The reality is that it’s a spectrum.
It was functional nutritionist Jolene Park who first coined the term Grey Area Drinker in her TEDx talk to describe people who are drinking more than they want to or people who don’t have an off switch when it comes to drinking alcohol. Jolene stopped drinking in 2014 after realising it was impacting her anxiety and general wellbeing.
The majority of people who drink regularly fit the category of Grey Area Drinkers.
When I gave my own TEDx talk, I went even further and said there are at least 50 shades of grey… and none of them are sexy.
If only someone had told me before how freaking fantastic life without alcohol is
In 2018, I tried Dry January but I was nervous because I hadn’t gone a day without drinking in 13 years since my last pregnancy. I was nervous about losing the ‘fun Janey’.
I got through the month and I never looked back. It was as if the sun had come out from behind a cloud and a whole world opened up to me.
I immersed myself in knowledge and positivity and I came to realise it had all been an illusion – our culture is entirely fuelled by alcohol.
But it wasn’t just that I had only learnt that alcohol was bad for me now. It was that I caught sight of a life that was so much better without alcohol. I discovered, to quote the most perfect book title by author Catherine Gray, The Unexpected Joy of Being Sober.
Then came an unusual feeling where I was scared about people judging me for being sober.
If you stop smoking, everyone congratulates you but if you stop drinking, people look concerned and ask if you ‘have a problem’.
As the old saying goes: Alcohol is the only drug you have to justify not taking.
The benefits of ditching booze are plentiful: regulated weight, better digestion, sex, sleep, cognitive function and a reduction in anxiety. Personally, I found my eyesight improved, I got shiny locks and I felt younger. I am also notably happier and ready to take on challenges.
If only someone had told me before how freaking fantastic life without alcohol is.
That’s not to say it wasn’t difficult to ditch the booze.
I had to work hard to change my routine because I was in the habit of hitting the local wine bar every evening. So I booked myself into yoga classes or arranged to meet friends in coffee shops instead.
I also used alcohol-free drinks to get me through that period.
There was one occasion when I was speaking at a natural health event, at the eve function there were zero alcohol free choices (ironic right!). Beer, red and white wine and fizz – that’s it, not even the obligatory warm orange juice! I complained, then persisted and stuck to drinking water.
We are starting to call time on drinking. We know that the opposite of addiction is connection, and we have the rise of the ‘sober curious’ – Grey Area Drinkers ditching the booze and trying to drink ‘mindfully’ – either looking to moderate or to ditch the booze altogether.
It’s more than a wellbeing trend – it’s a sober revolution.
Many millennials are choosing not to drink at all, which means there’s a rise in popularity of alcohol-free drinks. There are now alternatives to beers, spirits and botanicals, not to mention kombucha and fabulous artisan tonic waters.

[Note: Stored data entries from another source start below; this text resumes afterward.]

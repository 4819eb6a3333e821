//! Storefront
//!
//! Client-side building blocks for a retail storefront: a shopping cart persisted in client
//! storage and broadcast to listeners, and the wire models of the catalog, inventory and
//! order endpoints it talks to.

pub mod cart;
pub mod inventory;
pub mod orders;
pub mod pagination;
pub mod prelude;
pub mod pricing;
pub mod products;
pub mod storage;
pub mod summary;
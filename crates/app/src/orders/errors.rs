//! Orders service errors.

use reqwest::StatusCode;
use thiserror::Error;

use crate::http::HttpError;

/// Orders service error variants.
#[derive(Debug, Error)]
pub enum OrdersServiceError {
    /// Order was not found.
    #[error("order not found")]
    NotFound,

    /// The order request failed.
    #[error("order request failed")]
    Http(#[source] HttpError),
}

impl From<HttpError> for OrdersServiceError {
    fn from(error: HttpError) -> Self {
        if error.status() == Some(StatusCode::NOT_FOUND) {
            return Self::NotFound;
        }

        Self::Http(error)
    }
}
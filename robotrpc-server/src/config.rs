//! Server configuration.
//!
//! Configuration is loaded in the following order (later overrides earlier):
//! 1. Default values
//! 2. YAML config file (if specified via ROBOTRPC_CONFIG)
//! 3. Environment variables

use robotrpc_core::{BotIdentity, CallerSpec, DirectoryConfig, HostConfig, TaskSpec};
use robotrpc_protocol::{Protocol, DEFAULT_PORT, MAX_BODY_SIZE};
use serde::{Deserialize, Serialize};
use std::collections::HashSet;
use std::net::{IpAddr, Ipv4Addr, SocketAddr};
use std::path::{Path, PathBuf};
use std::time::Duration;
use thiserror::Error;

/// Environment variable naming the YAML config file.
pub const CONFIG_ENV: &str = "ROBOTRPC_CONFIG";

/// Server configuration.
#[derive(Debug, Clone, Default, Serialize, Deserialize)]
#[serde(default)]
pub struct Config {
    pub network: NetworkConfig,
    /// Long-term memory locking and short-term memory lifetime.
    pub brain: BrainConfig,
    pub prompt: PromptConfig,
    pub pipeline: PipelineConfig,
    /// The robot's own identity.
    pub bot: BotIdentity,
    /// Known users and channels.
    pub directory: DirectoryConfig,
    /// Configured tasks, jobs and plugins.
    pub tasks: Vec<TaskSpec>,
    /// Callers registered at startup, for plugins run by hand.
    pub callers: Vec<CallerSpec>,
    pub metrics: MetricsConfig,
}

impl Config {
    /// Loads configuration from file, then applies environment variable overrides.
    pub fn load() -> Result<Self, ConfigError> {
        let mut config = Self::default();

        if let Ok(path) = std::env::var(CONFIG_ENV) {
            config = Self::from_file(&path)?;
        }

        config.apply_env_overrides();
        config.validate()?;
        Ok(config)
    }

    /// Loads configuration from a YAML file.
    pub fn from_file(path: impl AsRef<Path>) -> Result<Self, ConfigError> {
        let path = path.as_ref();
        let content = std::fs::read_to_string(path)
            .map_err(|e| ConfigError::IoError(path.to_path_buf(), e))?;
        serde_yaml::from_str(&content)
            .map_err(|e| ConfigError::ParseError(path.to_path_buf(), e.to_string()))
    }

    fn apply_env_overrides(&mut self) {
        self.network.apply_env_overrides();
        self.brain.apply_env_overrides();
        self.prompt.apply_env_overrides();
        self.pipeline.apply_env_overrides();
        self.metrics.apply_env_overrides();
    }

    /// Checks cross-section consistency.
    pub fn validate(&self) -> Result<(), ConfigError> {
        if Protocol::from_wire(&self.bot.protocol).is_none() {
            return Err(ConfigError::ValidationError(format!(
                "unknown bot protocol {:?}",
                self.bot.protocol
            )));
        }

        let mut names = HashSet::new();
        for task in &self.tasks {
            if task.name.is_empty() {
                return Err(ConfigError::ValidationError(
                    "task with empty name".to_string(),
                ));
            }
            if !names.insert(task.name.as_str()) {
                return Err(ConfigError::ValidationError(format!(
                    "duplicate task {:?}",
                    task.name
                )));
            }
        }

        for caller in &self.callers {
            if !names.contains(caller.task.as_str()) {
                return Err(ConfigError::ValidationError(format!(
                    "caller {:?} references unknown task {:?}",
                    caller.caller_id, caller.task
                )));
            }
        }

        if self.network.max_body_bytes == 0 {
            return Err(ConfigError::ValidationError(
                "network.max_body_bytes must be positive".to_string(),
            ));
        }
        Ok(())
    }

    /// Host engine settings derived from this configuration.
    pub fn host_config(&self) -> HostConfig {
        HostConfig {
            lock_timeout: self.brain.lock_timeout(),
            short_term_ttl: self.brain.short_term_ttl(),
            reply_timeout: self.prompt.reply_timeout(),
            pipeline_idle_timeout: self.pipeline.idle_timeout(),
            bot: self.bot.clone(),
            directory: self.directory.clone(),
            tasks: self.tasks.clone(),
        }
    }
}

fn env_flag(value: &str) -> bool {
    value == "1" || value.to_lowercase() == "true"
}

/// Network configuration.
#[derive(Debug, Clone, Serialize, Deserialize)]
#[serde(default)]
pub struct NetworkConfig {
    /// Address to bind to.
    #[serde(with = "socket_addr_serde")]
    pub bind_addr: SocketAddr,
    /// Largest accepted request body.
    pub max_body_bytes: usize,
    /// How often expired locks and memories are swept.
    pub sweep_interval_secs: u64,
}

impl Default for NetworkConfig {
    fn default() -> Self {
        Self {
            bind_addr: SocketAddr::new(IpAddr::V4(Ipv4Addr::LOCALHOST), DEFAULT_PORT),
            max_body_bytes: MAX_BODY_SIZE,
            sweep_interval_secs: 30,
        }
    }
}

impl NetworkConfig {
    fn apply_env_overrides(&mut self) {
        if let Ok(addr) = std::env::var("ROBOTRPC_BIND") {
            if let Ok(parsed) = addr.parse() {
                self.bind_addr = parsed;
            }
        }

        if let Ok(max) = std::env::var("ROBOTRPC_MAX_BODY_BYTES") {
            if let Ok(n) = max.parse() {
                self.max_body_bytes = n;
            }
        }
    }

    pub fn sweep_interval(&self) -> Duration {
        Duration::from_secs(self.sweep_interval_secs.max(1))
    }
}

/// Memory configuration.
#[derive(Debug, Clone, Serialize, Deserialize)]
#[serde(default)]
pub struct BrainConfig {
    /// Lifetime of a read-write datum checkout, in milliseconds.
    pub lock_timeout_ms: u64,
    /// Lifetime of a short-term memory, in seconds.
    pub short_term_ttl_secs: u64,
}

impl Default for BrainConfig {
    fn default() -> Self {
        Self {
            lock_timeout_ms: 2000,
            short_term_ttl_secs: 7 * 60,
        }
    }
}

impl BrainConfig {
    fn apply_env_overrides(&mut self) {
        if let Ok(timeout) = std::env::var("ROBOTRPC_LOCK_TIMEOUT_MS") {
            if let Ok(ms) = timeout.parse() {
                self.lock_timeout_ms = ms;
            }
        }

        if let Ok(ttl) = std::env::var("ROBOTRPC_SHORTTERM_TTL_SECS") {
            if let Ok(secs) = ttl.parse() {
                self.short_term_ttl_secs = secs;
            }
        }
    }

    pub fn lock_timeout(&self) -> Duration {
        Duration::from_millis(self.lock_timeout_ms)
    }

    pub fn short_term_ttl(&self) -> Duration {
        Duration::from_secs(self.short_term_ttl_secs)
    }
}

/// Prompt configuration.
#[derive(Debug, Clone, Serialize, Deserialize)]
#[serde(default)]
pub struct PromptConfig {
    /// How long a prompt waits for its reply, in seconds.
    pub reply_timeout_secs: u64,
}

impl Default for PromptConfig {
    fn default() -> Self {
        Self {
            reply_timeout_secs: 45,
        }
    }
}

impl PromptConfig {
    fn apply_env_overrides(&mut self) {
        if let Ok(timeout) = std::env::var("ROBOTRPC_REPLY_TIMEOUT_SECS") {
            if let Ok(secs) = timeout.parse() {
                self.reply_timeout_secs = secs;
            }
        }
    }

    pub fn reply_timeout(&self) -> Duration {
        Duration::from_secs(self.reply_timeout_secs)
    }
}

/// Pipeline configuration.
#[derive(Debug, Clone, Serialize, Deserialize)]
#[serde(default)]
pub struct PipelineConfig {
    /// Seconds a caller may stay silent before the sweeper finishes its
    /// pipeline and releases its exclusive tags.
    pub idle_timeout_secs: u64,
}

impl Default for PipelineConfig {
    fn default() -> Self {
        Self {
            idle_timeout_secs: 600,
        }
    }
}

impl PipelineConfig {
    fn apply_env_overrides(&mut self) {
        if let Ok(idle) = std::env::var("ROBOTRPC_PIPELINE_IDLE_SECS") {
            if let Ok(secs) = idle.parse() {
                self.idle_timeout_secs = secs;
            }
        }
    }

    pub fn idle_timeout(&self) -> Duration {
        Duration::from_secs(self.idle_timeout_secs.max(1))
    }
}

/// Metrics configuration.
#[derive(Debug, Clone, Serialize, Deserialize)]
#[serde(default)]
pub struct MetricsConfig {
    /// Serve `/metrics` alongside the RPC endpoint.
    pub enabled: bool,
}

impl Default for MetricsConfig {
    fn default() -> Self {
        Self { enabled: true }
    }
}

impl MetricsConfig {
    fn apply_env_overrides(&mut self) {
        if let Ok(enabled) = std::env::var("ROBOTRPC_METRICS_ENABLED") {
            self.enabled = env_flag(&enabled);
        }
    }
}

/// Configuration error.
#[derive(Debug, Error)]
pub enum ConfigError {
    #[error("failed to read config file '{}': {1}", .0.display())]
    IoError(PathBuf, #[source] std::io::Error),

    #[error("failed to parse config file '{}': {1}", .0.display())]
    ParseError(PathBuf, String),

    #[error("configuration validation failed: {0}")]
    ValidationError(String),
}

/// Custom serde module for SocketAddr (to handle as string in YAML).
mod socket_addr_serde {
    use serde::{Deserialize, Deserializer, Serializer};
    use std::net::SocketAddr;

    pub fn serialize<S>(addr: &SocketAddr, serializer: S) -> Result<S::Ok, S::Error>
    where
        S: Serializer,
    {
        serializer.serialize_str(&addr.to_string())
    }

    pub fn deserialize<'de, D>(deserializer: D) -> Result<SocketAddr, D::Error>
    where
        D: Deserializer<'de>,
    {
        let s = String::deserialize(deserializer)?;
        s.parse().map_err(serde::de::Error::custom)
    }
}
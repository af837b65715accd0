//! Request transport.
//!
//! A [`Transport`] carries one encoded envelope to the host and brings back
//! the response body. [`HttpTransport`] is the real one; [`ScriptedTransport`]
//! replays canned bodies.

use crate::error::TransportError;
use bytes::Bytes;
use http_body_util::{BodyExt, Full};
use hyper::header::{CONTENT_TYPE, HOST};
use hyper::{Method, Request, Uri};
use hyper_util::rt::TokioIo;
use parking_lot::Mutex;
use robotrpc_protocol::{CALLER_ID_HEADER, JSON_PATH};
use std::collections::VecDeque;
use std::future::Future;
use std::time::Duration;
use tokio::net::TcpStream;

/// Default time allowed for one call, including any prompt wait on the host.
pub const DEFAULT_TIMEOUT: Duration = Duration::from_secs(60);

/// One encoded call.
#[derive(Debug, Clone, PartialEq, Eq)]
pub struct TransportRequest {
    pub caller_id: String,
    pub body: Vec<u8>,
}

/// Delivers a request and returns the raw response body.
///
/// Implementations make exactly one attempt; retrying is the caller's call.
pub trait Transport: Send + Sync {
    fn send(
        &self,
        request: TransportRequest,
    ) -> impl Future<Output = Result<Vec<u8>, TransportError>> + Send;
}

/// Transport configuration.
#[derive(Debug, Clone)]
pub struct TransportConfig {
    pub timeout: Duration,
    /// Fail on non-2xx answers instead of handing the body to the decoder.
    pub throw_on_http_error: bool,
}

impl TransportConfig {
    pub fn new() -> Self {
        Self {
            timeout: DEFAULT_TIMEOUT,
            throw_on_http_error: false,
        }
    }

    pub fn with_timeout(mut self, timeout: Duration) -> Self {
        self.timeout = timeout;
        self
    }

    pub fn with_throw_on_http_error(mut self, throw: bool) -> Self {
        self.throw_on_http_error = throw;
        self
    }
}

impl Default for TransportConfig {
    fn default() -> Self {
        Self::new()
    }
}

/// Posts envelopes to `<base>/json` over HTTP/1.1, one connection per call.
#[derive(Debug, Clone)]
pub struct HttpTransport {
    host: String,
    port: u16,
    authority: String,
    path: String,
    config: TransportConfig,
}

impl HttpTransport {
    pub fn new(base_url: &str, config: TransportConfig) -> Result<Self, TransportError> {
        let invalid = |reason: &str| TransportError::InvalidUrl {
            url: base_url.to_string(),
            reason: reason.to_string(),
        };
        let uri: Uri = base_url.parse().map_err(|e: hyper::http::uri::InvalidUri| {
            invalid(&e.to_string())
        })?;
        match uri.scheme_str() {
            Some("http") => {}
            Some(other) => return Err(invalid(&format!("unsupported scheme {}", other))),
            None => return Err(invalid("missing scheme")),
        }
        let authority = uri
            .authority()
            .ok_or_else(|| invalid("missing host"))?
            .clone();
        let host = authority.host().trim_matches(|c| c == '[' || c == ']').to_string();
        let port = authority.port_u16().unwrap_or(80);
        let path = format!("{}{}", uri.path().trim_end_matches('/'), JSON_PATH);

        Ok(Self {
            host,
            port,
            authority: authority.to_string(),
            path,
            config,
        })
    }

    pub fn config(&self) -> &TransportConfig {
        &self.config
    }

    /// Address calls are posted to, e.g. `127.0.0.1:8880/json`.
    pub fn endpoint(&self) -> String {
        format!("{}{}", self.authority, self.path)
    }

    async fn post(&self, request: TransportRequest) -> Result<Vec<u8>, TransportError> {
        let stream = TcpStream::connect((self.host.as_str(), self.port))
            .await
            .map_err(|e| match e.kind() {
                std::io::ErrorKind::ConnectionRefused => TransportError::Refused {
                    addr: self.authority.clone(),
                    source: e,
                },
                _ => TransportError::Io(e),
            })?;

        let (mut sender, conn) = hyper::client::conn::http1::handshake(TokioIo::new(stream)).await?;
        tokio::spawn(async move {
            if let Err(e) = conn.await {
                tracing::debug!("Host connection error: {}", e);
            }
        });

        let req = Request::builder()
            .method(Method::POST)
            .uri(self.path.as_str())
            .header(HOST, self.authority.as_str())
            .header(CONTENT_TYPE, "application/json")
            .header(CALLER_ID_HEADER, request.caller_id.as_str())
            .body(Full::new(Bytes::from(request.body)))
            .map_err(|e| TransportError::Request(e.to_string()))?;

        let response = sender.send_request(req).await?;
        let status = response.status();
        let body = response.into_body().collect().await?.to_bytes();

        if !status.is_success() {
            tracing::debug!("Host answered HTTP {}", status.as_u16());
            if self.config.throw_on_http_error {
                return Err(TransportError::Status {
                    status: status.as_u16(),
                    body: String::from_utf8_lossy(&body).into_owned(),
                });
            }
        }
        Ok(body.to_vec())
    }
}

impl Transport for HttpTransport {
    async fn send(&self, request: TransportRequest) -> Result<Vec<u8>, TransportError> {
        match tokio::time::timeout(self.config.timeout, self.post(request)).await {
            Ok(result) => result,
            Err(_) => {
                tracing::warn!("Call to {} timed out after {:?}", self.endpoint(), self.config.timeout);
                Err(TransportError::Timeout(self.config.timeout))
            }
        }
    }
}

/// Transport that answers from a queue of canned bodies and records what was
/// sent. Useful for exercising plugins without a host.
#[derive(Debug, Default)]
pub struct ScriptedTransport {
    responses: Mutex<VecDeque<Result<Vec<u8>, TransportError>>>,
    sent: Mutex<Vec<TransportRequest>>,
}

impl ScriptedTransport {
    pub fn new() -> Self {
        Self::default()
    }

    /// Queues a response body.
    pub fn push(&self, body: impl Into<Vec<u8>>) {
        self.responses.lock().push_back(Ok(body.into()));
    }

    /// Queues a response serialized as JSON.
    pub fn push_json(&self, value: serde_json::Value) {
        self.push(value.to_string());
    }

    /// Queues a transport failure.
    pub fn push_error(&self, err: TransportError) {
        self.responses.lock().push_back(Err(err));
    }

    /// Requests sent so far, oldest first.
    pub fn sent(&self) -> Vec<TransportRequest> {
        self.sent.lock().clone()
    }

    /// Sent bodies parsed as JSON.
    pub fn sent_json(&self) -> Vec<serde_json::Value> {
        self.sent
            .lock()
            .iter()
            .filter_map(|r| serde_json::from_slice(&r.body).ok())
            .collect()
    }

    pub fn remaining(&self) -> usize {
        self.responses.lock().len()
    }
}

impl Transport for ScriptedTransport {
    async fn send(&self, request: TransportRequest) -> Result<Vec<u8>, TransportError> {
        self.sent.lock().push(request);
        self.responses
            .lock()
            .pop_front()
            .unwrap_or(Err(TransportError::Exhausted))
    }
}
//! Short-term memories: small strings scoped to a user, channel and thread,
//! forgotten after a fixed lifetime.

use dashmap::DashMap;
use std::time::{Duration, Instant};

/// Default lifetime of a short-term memory.
pub const DEFAULT_SHORT_TERM_TTL: Duration = Duration::from_secs(7 * 60);

/// Where a memory is visible. An empty `user` marks a memory shared by the
/// whole channel; an empty `thread` is channel-wide.
#[derive(Debug, Clone, PartialEq, Eq, Hash)]
pub struct MemoryScope {
    pub user: String,
    pub channel: String,
    pub thread: String,
}

impl MemoryScope {
    pub fn new(
        user: impl Into<String>,
        channel: impl Into<String>,
        thread: impl Into<String>,
    ) -> Self {
        Self {
            user: user.into(),
            channel: channel.into(),
            thread: thread.into(),
        }
    }

    /// Same scope without the thread.
    pub fn channel_wide(&self) -> Self {
        Self {
            user: self.user.clone(),
            channel: self.channel.clone(),
            thread: String::new(),
        }
    }
}

#[derive(Debug)]
struct Memory {
    value: String,
    stored: Instant,
}

/// Store of short-term memories keyed by (key, scope).
pub struct ShortTermMemory {
    memories: DashMap<(String, MemoryScope), Memory>,
    ttl: Duration,
}

impl ShortTermMemory {
    pub fn new(ttl: Duration) -> Self {
        Self {
            memories: DashMap::new(),
            ttl,
        }
    }

    /// Stores a value, replacing any previous one. An empty value forgets.
    pub fn remember(&self, scope: MemoryScope, key: &str, value: &str) {
        let id = (key.to_string(), scope);
        if value.is_empty() {
            self.memories.remove(&id);
            return;
        }
        self.memories.insert(
            id,
            Memory {
                value: value.to_string(),
                stored: Instant::now(),
            },
        );
    }

    /// Looks up a value in exactly this scope.
    pub fn get(&self, scope: &MemoryScope, key: &str) -> Option<String> {
        let id = (key.to_string(), scope.clone());
        let expired = {
            let memory = self.memories.get(&id)?;
            if memory.stored.elapsed() < self.ttl {
                return Some(memory.value.clone());
            }
            true
        };
        if expired {
            self.memories.remove(&id);
        }
        None
    }

    /// Looks up a value in the thread scope first, then channel-wide.
    pub fn recall(&self, scope: &MemoryScope, key: &str) -> Option<String> {
        if !scope.thread.is_empty() {
            if let Some(value) = self.get(scope, key) {
                return Some(value);
            }
        }
        self.get(&scope.channel_wide(), key)
    }

    /// Forgets expired memories. Returns how many were dropped.
    pub fn purge_expired(&self) -> usize {
        let before = self.memories.len();
        self.memories.retain(|_, m| m.stored.elapsed() < self.ttl);
        before.saturating_sub(self.memories.len())
    }

    pub fn len(&self) -> usize {
        self.memories.len()
    }

    pub fn is_empty(&self) -> bool {
        self.memories.is_empty()
    }
}

impl Default for ShortTermMemory {
    fn default() -> Self {
        Self::new(DEFAULT_SHORT_TERM_TTL)
    }
}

Alcohol-free bars, clubs and party nights are popping up across the UK and in London, we have three Redemption Bars and Morning Gloryville – a daytime rave.
There are now also huge online communities, where I found my support and why I founded The Sober Club. It’s for people who want to focus on what comes after a life of alcohol and live their best life sans the booze. I also host the podcast Alcohol Free Life.
I’d challenge everyone to look again at their relationship with alcohol and instead of asking ‘Am I drinking too much?’ ask yourself ‘Would my life be better physically and emotionally without alcohol?’
If the answer is yes, challenge yourself to 30, 60, 90 days without the booze and reap the benefits.